Stored data
++++++++++
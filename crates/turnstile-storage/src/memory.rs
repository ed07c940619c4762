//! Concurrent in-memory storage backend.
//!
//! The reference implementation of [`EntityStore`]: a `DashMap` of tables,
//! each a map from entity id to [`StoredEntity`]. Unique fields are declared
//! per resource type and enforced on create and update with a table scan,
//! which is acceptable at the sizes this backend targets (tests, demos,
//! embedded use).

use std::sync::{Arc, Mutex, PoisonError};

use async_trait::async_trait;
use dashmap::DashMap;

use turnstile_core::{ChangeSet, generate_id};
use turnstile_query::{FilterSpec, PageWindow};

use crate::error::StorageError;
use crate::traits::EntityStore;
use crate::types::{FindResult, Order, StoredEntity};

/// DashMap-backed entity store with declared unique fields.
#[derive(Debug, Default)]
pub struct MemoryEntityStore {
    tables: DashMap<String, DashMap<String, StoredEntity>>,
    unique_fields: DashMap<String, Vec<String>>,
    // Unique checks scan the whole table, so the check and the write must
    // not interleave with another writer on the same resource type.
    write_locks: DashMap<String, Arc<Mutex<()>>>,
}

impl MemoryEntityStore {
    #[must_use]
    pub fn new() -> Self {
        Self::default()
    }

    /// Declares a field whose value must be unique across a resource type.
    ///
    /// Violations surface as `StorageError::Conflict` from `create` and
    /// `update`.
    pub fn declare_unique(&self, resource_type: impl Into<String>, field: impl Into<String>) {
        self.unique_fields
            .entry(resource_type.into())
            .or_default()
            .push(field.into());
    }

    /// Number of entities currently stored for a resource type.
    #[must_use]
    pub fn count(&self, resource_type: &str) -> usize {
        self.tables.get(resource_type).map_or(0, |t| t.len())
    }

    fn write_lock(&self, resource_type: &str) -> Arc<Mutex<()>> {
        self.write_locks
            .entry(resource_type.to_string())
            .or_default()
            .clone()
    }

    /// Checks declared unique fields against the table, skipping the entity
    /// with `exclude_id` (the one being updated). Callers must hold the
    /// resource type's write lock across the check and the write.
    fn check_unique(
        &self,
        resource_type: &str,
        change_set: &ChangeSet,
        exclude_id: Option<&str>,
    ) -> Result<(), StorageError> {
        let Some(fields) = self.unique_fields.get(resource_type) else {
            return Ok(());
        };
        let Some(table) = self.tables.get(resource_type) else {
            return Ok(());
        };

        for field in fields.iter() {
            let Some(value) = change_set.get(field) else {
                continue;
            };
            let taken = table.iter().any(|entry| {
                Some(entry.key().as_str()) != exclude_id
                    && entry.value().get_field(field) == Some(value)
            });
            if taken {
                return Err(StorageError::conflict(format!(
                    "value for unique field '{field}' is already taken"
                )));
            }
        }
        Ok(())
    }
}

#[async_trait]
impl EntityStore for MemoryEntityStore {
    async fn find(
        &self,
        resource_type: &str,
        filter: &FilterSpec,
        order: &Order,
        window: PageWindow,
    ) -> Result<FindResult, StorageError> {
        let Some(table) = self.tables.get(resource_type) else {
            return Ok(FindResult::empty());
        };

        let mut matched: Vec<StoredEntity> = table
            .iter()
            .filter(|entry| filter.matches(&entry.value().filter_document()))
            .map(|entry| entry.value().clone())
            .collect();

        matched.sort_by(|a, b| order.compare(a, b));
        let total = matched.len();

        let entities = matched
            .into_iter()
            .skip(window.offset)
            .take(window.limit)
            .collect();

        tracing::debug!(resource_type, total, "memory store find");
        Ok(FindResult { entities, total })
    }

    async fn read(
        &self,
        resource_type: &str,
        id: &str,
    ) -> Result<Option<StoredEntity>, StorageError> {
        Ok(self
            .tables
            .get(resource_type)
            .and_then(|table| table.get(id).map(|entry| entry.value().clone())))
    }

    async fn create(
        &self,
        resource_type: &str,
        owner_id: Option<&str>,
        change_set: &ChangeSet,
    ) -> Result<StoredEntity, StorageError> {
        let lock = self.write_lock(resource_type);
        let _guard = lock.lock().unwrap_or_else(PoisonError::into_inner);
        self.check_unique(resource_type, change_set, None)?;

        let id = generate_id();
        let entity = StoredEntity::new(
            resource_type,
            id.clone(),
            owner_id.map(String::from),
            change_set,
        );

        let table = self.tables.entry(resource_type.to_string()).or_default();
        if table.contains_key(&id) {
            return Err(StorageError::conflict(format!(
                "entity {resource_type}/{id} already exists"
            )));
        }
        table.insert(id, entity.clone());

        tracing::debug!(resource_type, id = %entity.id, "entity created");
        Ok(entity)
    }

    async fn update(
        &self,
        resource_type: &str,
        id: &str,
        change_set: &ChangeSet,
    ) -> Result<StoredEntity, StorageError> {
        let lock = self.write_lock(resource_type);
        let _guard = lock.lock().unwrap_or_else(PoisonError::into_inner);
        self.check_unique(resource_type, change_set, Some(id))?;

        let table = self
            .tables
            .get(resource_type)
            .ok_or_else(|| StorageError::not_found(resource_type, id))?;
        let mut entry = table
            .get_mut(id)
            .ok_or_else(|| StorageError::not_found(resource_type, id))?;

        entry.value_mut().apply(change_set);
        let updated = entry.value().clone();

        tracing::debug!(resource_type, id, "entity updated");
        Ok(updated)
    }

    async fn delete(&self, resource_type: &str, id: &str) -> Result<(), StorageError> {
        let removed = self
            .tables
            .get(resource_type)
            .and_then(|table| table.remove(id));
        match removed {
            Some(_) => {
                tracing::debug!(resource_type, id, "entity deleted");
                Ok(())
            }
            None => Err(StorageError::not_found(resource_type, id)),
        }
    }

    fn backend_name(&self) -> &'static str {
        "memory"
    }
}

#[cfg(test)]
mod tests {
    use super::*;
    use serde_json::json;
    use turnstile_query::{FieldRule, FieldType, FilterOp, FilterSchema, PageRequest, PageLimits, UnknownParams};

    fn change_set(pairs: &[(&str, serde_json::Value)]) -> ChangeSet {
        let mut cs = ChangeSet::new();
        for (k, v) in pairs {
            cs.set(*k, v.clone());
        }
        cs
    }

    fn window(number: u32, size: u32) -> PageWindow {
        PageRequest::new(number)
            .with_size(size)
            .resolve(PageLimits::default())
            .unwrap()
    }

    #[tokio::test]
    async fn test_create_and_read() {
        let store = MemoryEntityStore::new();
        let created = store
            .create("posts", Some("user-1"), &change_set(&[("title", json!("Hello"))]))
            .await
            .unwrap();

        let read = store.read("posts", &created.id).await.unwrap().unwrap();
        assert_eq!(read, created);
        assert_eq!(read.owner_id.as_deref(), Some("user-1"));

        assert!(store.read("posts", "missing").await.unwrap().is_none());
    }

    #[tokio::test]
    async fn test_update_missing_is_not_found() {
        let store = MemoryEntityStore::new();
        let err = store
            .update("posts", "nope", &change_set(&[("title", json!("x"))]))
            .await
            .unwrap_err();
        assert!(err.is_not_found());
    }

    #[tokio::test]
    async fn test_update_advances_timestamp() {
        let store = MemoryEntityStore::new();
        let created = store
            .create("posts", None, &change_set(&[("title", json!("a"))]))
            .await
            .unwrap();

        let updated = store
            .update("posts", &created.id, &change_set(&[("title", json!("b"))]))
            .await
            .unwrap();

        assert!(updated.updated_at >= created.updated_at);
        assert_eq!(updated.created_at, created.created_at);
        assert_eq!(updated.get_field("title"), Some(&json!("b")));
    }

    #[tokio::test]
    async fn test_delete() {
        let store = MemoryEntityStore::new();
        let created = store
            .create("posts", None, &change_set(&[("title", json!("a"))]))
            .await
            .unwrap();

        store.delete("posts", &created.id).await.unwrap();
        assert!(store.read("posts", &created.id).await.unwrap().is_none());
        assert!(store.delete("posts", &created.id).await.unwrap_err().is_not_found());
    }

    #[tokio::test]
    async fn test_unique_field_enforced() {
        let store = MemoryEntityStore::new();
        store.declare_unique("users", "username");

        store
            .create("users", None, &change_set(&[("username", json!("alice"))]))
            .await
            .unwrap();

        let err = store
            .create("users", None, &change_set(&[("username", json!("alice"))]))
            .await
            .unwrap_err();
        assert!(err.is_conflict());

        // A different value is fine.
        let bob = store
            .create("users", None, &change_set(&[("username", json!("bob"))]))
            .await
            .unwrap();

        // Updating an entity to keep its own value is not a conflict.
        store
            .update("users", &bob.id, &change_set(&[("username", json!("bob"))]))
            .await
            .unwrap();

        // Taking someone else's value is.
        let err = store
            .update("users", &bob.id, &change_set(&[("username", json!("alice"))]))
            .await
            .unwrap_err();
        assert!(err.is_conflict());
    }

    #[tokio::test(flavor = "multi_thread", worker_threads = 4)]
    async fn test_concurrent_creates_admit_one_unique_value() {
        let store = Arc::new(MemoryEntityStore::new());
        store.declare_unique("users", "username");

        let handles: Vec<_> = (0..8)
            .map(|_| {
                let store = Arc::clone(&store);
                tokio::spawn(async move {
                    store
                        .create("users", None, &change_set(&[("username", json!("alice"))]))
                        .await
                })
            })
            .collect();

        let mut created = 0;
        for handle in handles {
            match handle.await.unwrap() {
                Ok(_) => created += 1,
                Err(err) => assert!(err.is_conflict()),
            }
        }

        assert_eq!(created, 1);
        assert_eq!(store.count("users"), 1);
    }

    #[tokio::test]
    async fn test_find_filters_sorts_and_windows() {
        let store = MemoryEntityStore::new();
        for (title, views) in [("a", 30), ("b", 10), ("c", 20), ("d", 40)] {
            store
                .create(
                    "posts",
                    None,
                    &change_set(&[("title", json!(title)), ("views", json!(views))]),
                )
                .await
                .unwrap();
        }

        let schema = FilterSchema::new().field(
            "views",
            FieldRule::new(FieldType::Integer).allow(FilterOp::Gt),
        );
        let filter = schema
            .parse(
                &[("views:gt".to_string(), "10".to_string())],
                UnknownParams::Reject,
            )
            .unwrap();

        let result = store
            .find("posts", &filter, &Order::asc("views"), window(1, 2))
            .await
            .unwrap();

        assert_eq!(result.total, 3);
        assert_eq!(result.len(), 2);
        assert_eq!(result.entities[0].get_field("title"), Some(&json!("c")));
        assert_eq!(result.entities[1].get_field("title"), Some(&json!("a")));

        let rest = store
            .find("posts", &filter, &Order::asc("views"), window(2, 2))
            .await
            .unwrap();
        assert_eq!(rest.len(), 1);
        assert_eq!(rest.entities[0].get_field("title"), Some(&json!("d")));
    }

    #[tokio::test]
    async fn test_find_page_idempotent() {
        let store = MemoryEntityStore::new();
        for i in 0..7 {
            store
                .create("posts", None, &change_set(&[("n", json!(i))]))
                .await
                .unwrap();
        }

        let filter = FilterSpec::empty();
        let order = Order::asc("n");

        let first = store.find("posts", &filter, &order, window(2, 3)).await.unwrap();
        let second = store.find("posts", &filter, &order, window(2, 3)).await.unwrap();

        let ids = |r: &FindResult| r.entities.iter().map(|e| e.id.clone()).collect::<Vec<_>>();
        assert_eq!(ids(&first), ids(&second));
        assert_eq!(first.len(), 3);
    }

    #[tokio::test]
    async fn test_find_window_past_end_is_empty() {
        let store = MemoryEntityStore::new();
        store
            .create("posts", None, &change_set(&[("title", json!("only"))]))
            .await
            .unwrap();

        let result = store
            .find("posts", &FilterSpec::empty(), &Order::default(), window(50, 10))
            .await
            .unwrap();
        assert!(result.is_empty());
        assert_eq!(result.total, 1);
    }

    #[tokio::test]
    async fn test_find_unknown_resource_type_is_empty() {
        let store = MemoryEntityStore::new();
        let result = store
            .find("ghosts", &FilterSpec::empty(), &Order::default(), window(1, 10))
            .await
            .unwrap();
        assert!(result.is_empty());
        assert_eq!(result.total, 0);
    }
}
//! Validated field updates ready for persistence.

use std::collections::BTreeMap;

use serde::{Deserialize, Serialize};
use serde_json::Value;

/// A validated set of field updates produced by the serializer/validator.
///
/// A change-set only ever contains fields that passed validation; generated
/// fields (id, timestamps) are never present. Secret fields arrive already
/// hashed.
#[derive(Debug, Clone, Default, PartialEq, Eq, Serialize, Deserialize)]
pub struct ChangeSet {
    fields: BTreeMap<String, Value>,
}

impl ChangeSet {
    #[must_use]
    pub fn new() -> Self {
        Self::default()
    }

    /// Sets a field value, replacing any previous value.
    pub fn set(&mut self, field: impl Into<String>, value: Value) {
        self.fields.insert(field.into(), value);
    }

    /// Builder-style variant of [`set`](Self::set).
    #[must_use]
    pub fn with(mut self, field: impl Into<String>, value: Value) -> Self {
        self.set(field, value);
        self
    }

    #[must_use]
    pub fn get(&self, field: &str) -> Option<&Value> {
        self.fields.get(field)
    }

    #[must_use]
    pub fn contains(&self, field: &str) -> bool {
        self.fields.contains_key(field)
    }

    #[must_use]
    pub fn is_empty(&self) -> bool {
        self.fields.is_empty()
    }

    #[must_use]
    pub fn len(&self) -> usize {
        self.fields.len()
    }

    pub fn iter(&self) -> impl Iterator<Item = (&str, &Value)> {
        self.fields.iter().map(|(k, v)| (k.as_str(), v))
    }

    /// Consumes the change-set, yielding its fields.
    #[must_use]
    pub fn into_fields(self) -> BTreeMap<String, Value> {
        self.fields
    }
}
++++++++++
▶ [Task to complete]:
The lines to return are those in the entries above that hold "tracing".

▶ [Expected answer]:
        tracing::debug!(resource_type, total, "memory store find");
        tracing::debug!(resource_type, id = %entity.id, "entity created");
        tracing::debug!(resource_type, id, "entity updated");
                tracing::debug!(resource_type, id, "entity deleted");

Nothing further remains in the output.